Every line from the one with "- Partial update;" to the end of the entries, both included, is to be copied exactly; the other lines stay out.
=======
//! Course endpoints.

use axum::{
    extract::{Path, State},
    http::StatusCode,
    routing::{delete, get, patch, put},
    Extension, Json, Router,
};
use serde_json::json;
use std::sync::Arc;
use uuid::Uuid;

use super::auth::AuthUser;
use super::error::{field_error, internal, not_found, ApiError, REQUIRED};
use super::routes::AppState;
use super::types::CourseResponse;
use crate::store::StoreError;

/// Create course routes, nested under `/api/course`.
pub fn routes() -> Router<Arc<AppState>> {
    Router::new()
        .route("/", get(list_courses).post(create_course))
        .route("/:id", get(get_course))
        .route("/:id", put(put_course))
        .route("/:id", patch(patch_course))
        .route("/:id", delete(delete_course))
}

#[derive(Debug, serde::Deserialize)]
pub struct CourseRequest {
    pub name: Option<String>,
}

fn validate_name(raw: &str) -> Result<String, ApiError> {
    let name = raw.trim();
    if name.is_empty() {
        return Err(field_error("name", "El nombre no puede estar vacío."));
    }
    if name.chars().count() > 100 {
        return Err(field_error(
            "name",
            "El nombre no puede exceder 100 caracteres.",
        ));
    }
    Ok(name.to_string())
}

fn map_duplicate_name(err: StoreError) -> ApiError {
    match err {
        StoreError::DuplicateCourseName => {
            field_error("name", "Ya existe un curso con este nombre.")
        }
        other => internal(other),
    }
}

// ─────────────────────────────────────────────────────────────────────────────
// Handlers
// ─────────────────────────────────────────────────────────────────────────────

/// GET /api/course - List the caller's courses, name-ascending.
async fn list_courses(
    State(state): State<Arc<AppState>>,
    Extension(user): Extension<AuthUser>,
) -> Result<Json<Vec<CourseResponse>>, ApiError> {
    let courses = state.store.list_courses(user.id).await.map_err(internal)?;
    Ok(Json(courses.into_iter().map(Into::into).collect()))
}

/// POST /api/course - Create a course.
async fn create_course(
    State(state): State<Arc<AppState>>,
    Extension(user): Extension<AuthUser>,
    Json(req): Json<CourseRequest>,
) -> Result<(StatusCode, Json<CourseResponse>), ApiError> {
    let name = match req.name.as_deref() {
        Some(raw) => validate_name(raw)?,
        None => return Err(field_error("name", REQUIRED)),
    };

    let course = state
        .store
        .create_course(user.id, name)
        .await
        .map_err(map_duplicate_name)?;

    tracing::info!("Created course {} ({})", course.name, course.id);

    Ok((StatusCode::CREATED, Json(course.into())))
}

/// GET /api/course/:id
async fn get_course(
    State(state): State<Arc<AppState>>,
    Extension(user): Extension<AuthUser>,
    Path(id): Path<Uuid>,
) -> Result<Json<CourseResponse>, ApiError> {
    state
        .store
        .course(user.id, id)
        .await
        .map_err(internal)?
        .map(|c| Json(c.into()))
        .ok_or_else(not_found)
}

/// PUT /api/course/:id - Full update; `name` is required.
async fn put_course(
    State(state): State<Arc<AppState>>,
    Extension(user): Extension<AuthUser>,
    Path(id): Path<Uuid>,
    Json(req): Json<CourseRequest>,
) -> Result<Json<CourseResponse>, ApiError> {
    let name = match req.name.as_deref() {
        Some(raw) => validate_name(raw)?,
        None => return Err(field_error("name", REQUIRED)),
    };
    rename(&state, user.id, id, name).await
}

/// PATCH /api/course/:id - Partial update; omitting `name` returns
/// the course unchanged.
async fn patch_course(
    State(state): State<Arc<AppState>>,
    Extension(user): Extension<AuthUser>,
    Path(id): Path<Uuid>,
    Json(req): Json<CourseRequest>,
) -> Result<Json<CourseResponse>, ApiError> {
    match req.name.as_deref() {
        Some(raw) => rename(&state, user.id, id, validate_name(raw)?).await,
        None => state
            .store
            .course(user.id, id)
            .await
            .map_err(internal)?
            .map(|c| Json(c.into()))
            .ok_or_else(not_found),
    }
}

async fn rename(
    state: &AppState,
    user_id: Uuid,
    id: Uuid,
    name: String,
) -> Result<Json<CourseResponse>, ApiError> {
    state
        .store
        .rename_course(user_id, id, name)
        .await
        .map_err(map_duplicate_name)?
        .map(|c| Json(c.into()))
        .ok_or_else(not_found)
}

/// DELETE /api/course/:id - Deletes and confirms. Activities that
/// referenced the course keep existing with no course.
async fn delete_course(
    State(state): State<Arc<AppState>>,
    Extension(user): Extension<AuthUser>,
    Path(id): Path<Uuid>,
) -> Result<Json<serde_json::Value>, ApiError> {
    let deleted = state
        .store
        .delete_course(user.id, id)
        .await
        .map_err(internal)?;
    if !deleted {
        return Err(not_found());
    }

    tracing::info!("Deleted course {}", id);

    Ok(Json(json!({ "detail": "Curso eliminado correctamente." })))
}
=======
• **Finished exercise**:
/// PATCH /api/course/:id - Partial update; omitting `name` returns
/// the course unchanged.
async fn patch_course(
    State(state): State<Arc<AppState>>,
    Extension(user): Extension<AuthUser>,
    Path(id): Path<Uuid>,
    Json(req): Json<CourseRequest>,
) -> Result<Json<CourseResponse>, ApiError> {
    match req.name.as_deref() {
        Some(raw) => rename(&state, user.id, id, validate_name(raw)?).await,
        None => state
            .store
            .course(user.id, id)
            .await
            .map_err(internal)?
            .map(|c| Json(c.into()))
            .ok_or_else(not_found),
    }
}

async fn rename(
    state: &AppState,
    user_id: Uuid,
    id: Uuid,
    name: String,
) -> Result<Json<CourseResponse>, ApiError> {
    state
        .store
        .rename_course(user_id, id, name)
        .await
        .map_err(map_duplicate_name)?
        .map(|c| Json(c.into()))
        .ok_or_else(not_found)
}

/// DELETE /api/course/:id - Deletes and confirms. Activities that
/// referenced the course keep existing with no course.
async fn delete_course(
    State(state): State<Arc<AppState>>,
    Extension(user): Extension<AuthUser>,
    Path(id): Path<Uuid>,
) -> Result<Json<serde_json::Value>, ApiError> {
    let deleted = state
        .store
        .delete_course(user.id, id)
        .await
        .map_err(internal)?;
    if !deleted {
        return Err(not_found());
    }

    tracing::info!("Deleted course {}", id);

    Ok(Json(json!({ "detail": "Curso eliminado correctamente." })))
}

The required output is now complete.